As per series' tradition, Super Robot Taisen F features a range of instrumental arrangements of famous theme songs from various mecha animes. There are over 25 tracks here, ranging from Neon Genesis Evangelion's legendary "Cruel Angel's Thesis" to Mobile Suit Gundam Wing's beat-heavy "Just Communication" through to Mazinger Z's jazzy main theme. Even Koichi Sugiyama receives some attention with three classically-oriented pieces from Space Runaway Ideon. The arrangements feature rather conservative stylistic choices and moderate synth work, leaving the melodies to have the pulling power. While a good selection, it's also worth noting that many of these tracks have been arranged to a better standard in later Super Robot Taisen games.

Although there's not really that much of it, the original music created for Super Robot Taisen F tends to be more varied and elaborate. Some tracks maintain the superficial and upbeat tone of the theme song arrangements in a slightly modified setting.

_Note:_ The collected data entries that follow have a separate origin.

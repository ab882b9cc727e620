/// pricewatch CLI
///
/// Fetches current prices, historical charts and trending coins from the
/// upstream API and prints them together with the tier that served them.
///
/// Usage: pricewatch [--symbols BTC,ETH] [--history bitcoin --days 7]
///        [--trending] [--cache-stats]
use clap::{Arg, ArgAction, Command};
use colored::Colorize;
use pricewatch::format::{format_change, format_price, ChangeDirection};
use pricewatch::prices::{symbols, PriceClient};

#[tokio::main]
async fn main() -> anyhow::Result<()> {
    env_logger::init();

    let matches = Command::new("pricewatch")
        .version(env!("CARGO_PKG_VERSION"))
        .about("Cryptocurrency price watcher with cached, degradable fetches")
        .arg(
            Arg::new("symbols")
                .short('s')
                .long("symbols")
                .value_name("LIST")
                .help("Comma-separated ticker symbols (default: BTC,ETH,SOL,BNB,XRP)"),
        )
        .arg(
            Arg::new("history")
                .long("history")
                .value_name("COIN_ID")
                .help("Print the market chart for one coin id"),
        )
        .arg(
            Arg::new("days")
                .long("days")
                .value_name("N")
                .default_value("7")
                .help("History window in days"),
        )
        .arg(
            Arg::new("trending")
                .long("trending")
                .action(ArgAction::SetTrue)
                .help("Print trending coins instead of prices"),
        )
        .arg(
            Arg::new("cache-stats")
                .long("cache-stats")
                .action(ArgAction::SetTrue)
                .help("Print cache statistics after the run"),
        )
        .get_matches();

    let client = PriceClient::new()?;

    if let Some(id) = matches.get_one::<String>("history") {
        let days: u32 = matches
            .get_one::<String>("days")
            .map(|d| d.parse())
            .transpose()?
            .unwrap_or(pricewatch::constants::DEFAULT_HISTORY_DAYS);
        print_history(&client, id, days).await;
    } else if matches.get_flag("trending") {
        print_trending(&client).await;
    } else {
        let ids: Vec<String> = match matches.get_one::<String>("symbols") {
            Some(list) => list
                .split(',')
                .filter(|s| !s.trim().is_empty())
                .map(symbols::coin_id)
                .collect(),
            None => Vec::new(),
        };
        print_prices(&client, &ids).await;
    }

    if matches.get_flag("cache-stats") {
        let stats = client.cache_stats();
        println!(
            "\ncache: {} entries ({} fresh, {} stale)",
            stats.total_entries, stats.fresh_entries, stats.stale_entries
        );
    }

    Ok(())
}

async fn print_prices(client: &PriceClient, ids: &[String]) {
    let snapshot = client.current_prices(ids).await;

    let mut rows: Vec<_> = snapshot.prices.iter().collect();
    rows.sort_by(|a, b| a.0.cmp(b.0));

    for (id, quote) in rows {
        let change = format_change(quote.usd_24h_change.unwrap_or(f64::NAN));
        let change_text = match change.direction {
            ChangeDirection::Positive => change.text.green(),
            ChangeDirection::Negative => change.text.red(),
            ChangeDirection::Neutral => change.text.normal(),
        };

        println!(
            "{:<14} {:>16} {:>18} {:>10}",
            id.as_str().bold(),
            format_price(quote.usd, "usd"),
            format_price(quote.brl, "brl"),
            change_text
        );
    }

    println!("source: {}", snapshot.tier.to_string().dimmed());
}

async fn print_history(client: &PriceClient, id: &str, days: u32) {
    match client.historical_data(id, days).await {
        Some(chart) if !chart.is_empty() => {
            let values = chart.price_values();
            let first = values.first().copied().unwrap_or(f64::NAN);
            let last = values.last().copied().unwrap_or(f64::NAN);
            let change = if first != 0.0 {
                (last - first) / first * 100.0
            } else {
                f64::NAN
            };

            println!("{} over {} days: {} points", id.bold(), days, chart.len());
            println!("  start {}", format_price(first, "brl"));
            println!("  end   {}", format_price(last, "brl"));
            println!("  move  {}", format_change(change).text);
        }
        Some(_) => println!("{}: empty series for the requested window", id),
        None => println!("{}: no data available", id),
    }
}

async fn print_trending(client: &PriceClient) {
    let coins = client.trending().await;
    if coins.is_empty() {
        println!("no trending data available");
        return;
    }

    for coin in coins {
        let rank = coin
            .market_cap_rank
            .map(|r| format!("#{}", r))
            .unwrap_or_else(|| "#-".to_string());
        println!("{:>5}  {} ({})", rank, coin.name.bold(), coin.symbol);
    }
}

For example, "Crossing Time" features very generic rock stylings and a melodic focus, serving more as an original theme to draw listeners in. With their punchy melodies and rock influence, the ecstatic "Scirocco! Gale! Cybuster" and youthful "Flapper Girl" once provide memorable and enjoyable depictions of their characters. Yet while there is little depth to these themes, their extensive development and bold implementation proves that Daisuke Fujimoto decided to do much more than 'just get the job done'.

However, it's with the darker tracks on the soundtrack that the album eventually gains its edge. "Dark Prison", for instance, has gained the status of a series' classic with its gothic organ work and courageous orchestral passages. Another of the arranged themes from 4th Super Robot Taisen, "Valcyon" benefits from the technological enhancements that the transition from Super Nintendo to PlayStation facilitated. The arrangement itself loses the abstract hybridised quality of the original in favour of a chaotic rock sound. While less artistic, it is still likely to be appealing to most game players. The soundtrack ends with a decent original vocal theme, "Courage in Hot Blood", from Ichiro Mizuki. It's a typical anime-styled vocal theme with humorous lyrics, upbeat brassy accompaniment, and a charismatic male lead.

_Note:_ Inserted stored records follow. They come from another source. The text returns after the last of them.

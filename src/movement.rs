//! Movement controller — per-frame velocity integration for the local avatar.
//!
//! DESIGN
//! ======
//! The controller owns the pressed-key set and a velocity; each tick it
//! drives the velocity toward `input_direction * max_speed` (or toward zero
//! when idle) as an exponential approach, then writes the displaced
//! position through `PresenceStore::set_avatar_position`. The store remains
//! authoritative: clamping, room resolution, and heading rules all happen
//! there.
//!
//! ERROR HANDLING
//! ==============
//! A missing local avatar (roster removal racing the frame) skips the frame.
//! Non-finite integration results are rejected and the velocity reset, so a
//! bad frame can never corrupt the committed position.

use std::collections::HashSet;

use tracing::warn;

use crate::avatar::PositionOptions;
use crate::geom::Vec2;
use crate::presence::PresenceStore;

const DEFAULT_MAX_SPEED: f64 = 4.0;
const DEFAULT_ACCELERATION: f64 = 12.0;
const DEFAULT_DAMPING: f64 = 8.0;
/// Frame deltas are clamped to this many milliseconds (~1/24 s) so a stalled
/// or backgrounded client cannot integrate across a huge gap.
const DEFAULT_MAX_FRAME_DT_MS: u64 = 42;

/// Velocity below this is treated as stopped.
const REST_SPEED: f64 = 1e-4;

// =============================================================================
// CONFIG
// =============================================================================

/// Integration tuning, loaded from environment variables.
#[derive(Debug, Clone, Copy)]
pub struct MovementConfig {
    /// Top speed in campus units per second.
    pub max_speed: f64,
    /// Approach rate toward the target velocity, per second squared.
    pub acceleration: f64,
    /// Decay rate toward zero when no input is held, per second.
    pub damping: f64,
    /// Upper bound on a single frame delta, in seconds.
    pub max_frame_dt: f64,
}

impl MovementConfig {
    #[must_use]
    pub fn from_env() -> Self {
        let max_frame_dt_ms = crate::env_parse("CAMPUS_MAX_FRAME_DT_MS", DEFAULT_MAX_FRAME_DT_MS);
        Self {
            max_speed: crate::env_parse("CAMPUS_MAX_SPEED", DEFAULT_MAX_SPEED),
            acceleration: crate::env_parse("CAMPUS_ACCELERATION", DEFAULT_ACCELERATION),
            damping: crate::env_parse("CAMPUS_DAMPING", DEFAULT_DAMPING),
            max_frame_dt: std::time::Duration::from_millis(max_frame_dt_ms).as_secs_f64(),
        }
    }
}

impl Default for MovementConfig {
    fn default() -> Self {
        Self {
            max_speed: DEFAULT_MAX_SPEED,
            acceleration: DEFAULT_ACCELERATION,
            damping: DEFAULT_DAMPING,
            max_frame_dt: std::time::Duration::from_millis(DEFAULT_MAX_FRAME_DT_MS).as_secs_f64(),
        }
    }
}

// =============================================================================
// INPUT
// =============================================================================

/// Movement intent from the input layer. The hosting client maps raw key
/// events (WASD, arrows) to these before they reach the core.
#[derive(Debug, Clone, Copy, PartialEq, Eq, Hash)]
pub enum MoveDir {
    Forward,
    Back,
    Left,
    Right,
}

impl MoveDir {
    /// Unit vector in the avatar's local frame (heading 0 faces +y).
    #[must_use]
    pub fn unit_vector(self) -> Vec2 {
        match self {
            MoveDir::Forward => Vec2::new(0.0, 1.0),
            MoveDir::Back => Vec2::new(0.0, -1.0),
            MoveDir::Left => Vec2::new(-1.0, 0.0),
            MoveDir::Right => Vec2::new(1.0, 0.0),
        }
    }
}

// =============================================================================
// CONTROLLER
// =============================================================================

/// Per-frame integrator for the local avatar.
pub struct MovementController {
    pressed: HashSet<MoveDir>,
    velocity: Vec2,
    config: MovementConfig,
}

impl MovementController {
    #[must_use]
    pub fn new(config: MovementConfig) -> Self {
        Self { pressed: HashSet::new(), velocity: Vec2::ZERO, config }
    }

    pub fn press(&mut self, dir: MoveDir) {
        self.pressed.insert(dir);
    }

    pub fn release(&mut self, dir: MoveDir) {
        self.pressed.remove(&dir);
    }

    /// Drop all held input (window blur, scene teardown).
    pub fn clear_input(&mut self) {
        self.pressed.clear();
    }

    #[must_use]
    pub fn velocity(&self) -> Vec2 {
        self.velocity
    }

    /// Integrate one frame and write the local avatar's new position through
    /// the store. Returns whether a position update was committed.
    pub fn integrate(&mut self, dt_secs: f64, store: &mut PresenceStore) -> bool {
        let dt = if dt_secs.is_finite() { dt_secs.clamp(0.0, self.config.max_frame_dt) } else { 0.0 };
        if dt <= 0.0 {
            return false;
        }

        // Roster removal can race the frame loop; skip, don't crash.
        let Some(local) = store.local_avatar() else {
            return false;
        };
        let (local_id, heading, position) = (local.id.clone(), local.heading, local.position);

        let raw: Vec2 = self
            .pressed
            .iter()
            .fold(Vec2::ZERO, |acc, dir| acc + dir.unit_vector());
        let input = raw.normalized();

        let camera = store.camera_mode();
        let world_input = if camera.is_avatar_relative() {
            // "Forward" tracks the avatar's facing.
            input.rotated_by_heading(heading)
        } else {
            input
        };

        let (target, rate) = if world_input == Vec2::ZERO {
            (Vec2::ZERO, self.config.damping)
        } else {
            (world_input * self.config.max_speed, self.config.acceleration)
        };
        let blend = 1.0 - (-rate * dt).exp();
        self.velocity = self.velocity + (target - self.velocity) * blend;

        if self.velocity.length() < REST_SPEED {
            self.velocity = Vec2::ZERO;
            return false;
        }

        let next = position + self.velocity * dt;
        if !next.is_finite() {
            warn!(?next, "rejecting non-finite integration result");
            self.velocity = Vec2::ZERO;
            return false;
        }

        // First-person-style modes pin the heading so strafing cannot make
        // tiny deltas whip the camera around.
        let opts = if camera.pins_heading() {
            PositionOptions { heading: Some(heading) }
        } else {
            PositionOptions::default()
        };
        store.set_avatar_position(&local_id, next, opts)
    }
}

impl Default for MovementController {
    fn default() -> Self {
        Self::new(MovementConfig::from_env())
    }
}

// =============================================================================
// TESTS
// =============================================================================

#[cfg(test)]
#[path = "movement_test.rs"]
mod tests;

The album is introduced with four arrangements of the original tracks from the game. These tracks tend to adhere closely to their original, feature dated implementation, and lack somewhat in length. That said, they're enjoyable bonuses on an album where just the original score would have sufficed. It's wonderful to hear a succession of flashy, cheesy guitar solos based on the material introduced in "Crossing Time". It's also appreciated that "Armageddon" is fleshed-out from its rather humble origins into a full-blown blistering rock theme, while "Invasion" is a little more multifaceted with its contrasting focal points and slightly bittersweet tone.

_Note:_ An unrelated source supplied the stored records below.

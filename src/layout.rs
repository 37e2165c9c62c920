//! Layout engine — deterministic placement of remote occupants per room.
//!
//! DESIGN
//! ======
//! A pure map from `(catalog, avatars)` to positions. The local avatar's
//! position is authoritative (it is driven by movement integration) and is
//! never reassigned, but it still occupies the first slot so remote
//! occupants arrange themselves around it deterministically.
//!
//! Rect rooms get an evenly margined grid in the room's local frame, then
//! rotate to world space. Circle rooms get a ring at 0.65x the room radius;
//! a lone occupant sits at the center.

use std::collections::HashMap;

use crate::avatar::AvatarState;
use crate::geom::Vec2;
use crate::room::{Boundary, RoomCatalog};

/// Ring radius never shrinks below this, so tiny pods still spread people out.
const MIN_RING_RADIUS: f64 = 1.5;
/// Ring radius as a fraction of the room radius.
const RING_RADIUS_FACTOR: f64 = 0.65;

/// Compute collision-free positions for every non-local occupant of every
/// room. Returns a map of avatar id to assigned position; avatars absent
/// from the map (the local avatar) keep their current position.
#[must_use]
pub fn compute_room_layout(catalog: &RoomCatalog, avatars: &HashMap<String, AvatarState>) -> HashMap<String, Vec2> {
    let mut by_room: HashMap<&str, Vec<&AvatarState>> = HashMap::new();
    for avatar in avatars.values() {
        by_room.entry(avatar.room_id.as_str()).or_default().push(avatar);
    }

    let mut assigned = HashMap::new();
    for (room_id, mut occupants) in by_room {
        let Some(room) = catalog.room(room_id) else {
            continue;
        };
        // Local first, then by name, with id as the final determinism tie-break.
        occupants.sort_by(|a, b| {
            b.is_local
                .cmp(&a.is_local)
                .then_with(|| a.display_name.cmp(&b.display_name))
                .then_with(|| a.id.cmp(&b.id))
        });

        let slots = room_slots(&room.boundary, occupants.len());
        for (occupant, slot) in occupants.iter().zip(slots) {
            if !occupant.is_local {
                assigned.insert(occupant.id.clone(), slot);
            }
        }
    }
    assigned
}

/// Slot positions for `n` occupants of a room, in slot order.
fn room_slots(boundary: &Boundary, n: usize) -> Vec<Vec2> {
    match *boundary {
        Boundary::Rect { center, size, rotation } => grid_slots(center, size, rotation, n),
        Boundary::Circle { center, radius } => ring_slots(center, radius, n),
    }
}

/// Evenly margined grid inside a (possibly rotated) rectangle. Spacing is
/// `size / (count + 1)` per axis, so the outermost slots never touch a wall.
#[allow(clippy::cast_precision_loss, clippy::cast_possible_truncation, clippy::cast_sign_loss)]
fn grid_slots(center: Vec2, size: Vec2, rotation: f64, n: usize) -> Vec<Vec2> {
    if n == 0 {
        return Vec::new();
    }
    let columns = ((n as f64).sqrt().ceil() as usize).clamp(1, n);
    let rows = n.div_ceil(columns);

    let step_x = size.x / (columns as f64 + 1.0);
    let step_y = size.y / (rows as f64 + 1.0);
    let half = Vec2::new(size.x / 2.0, size.y / 2.0);

    (0..n)
        .map(|i| {
            let col = i % columns;
            let row = i / columns;
            let local = Vec2::new(
                step_x * (col as f64 + 1.0) - half.x,
                step_y * (row as f64 + 1.0) - half.y,
            );
            center + local.rotated(rotation)
        })
        .collect()
}

/// Single occupant at the center; otherwise an evenly spaced ring.
#[allow(clippy::cast_precision_loss)]
fn ring_slots(center: Vec2, radius: f64, n: usize) -> Vec<Vec2> {
    match n {
        0 => Vec::new(),
        1 => vec![center],
        _ => {
            let ring = (radius * RING_RADIUS_FACTOR).max(MIN_RING_RADIUS);
            (0..n)
                .map(|i| {
                    let angle = std::f64::consts::TAU * (i as f64) / (n as f64);
                    center + Vec2::new(angle.cos(), angle.sin()) * ring
                })
                .collect()
        }
    }
}

// =============================================================================
// TESTS
// =============================================================================

#[cfg(test)]
#[path = "layout_test.rs"]
mod tests;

Finishing up, the official soundtrack for Super Robot Taisen F is a pleasant way to round off the initial era of Super Robot Taisen. With its memorable melodies, unpretentious stylings, and humble synth, the soundtrack certainly has much in common with Super Nintendo RPGs despite its PlayStation source material. In some regards, this album makes the preceding soundtracks for the series somewhat redundant, but suffers considerably for sacrificing original material in favour of theme song arrangements and is a little on the cramped side. There's little special here, but it's still a decent listen.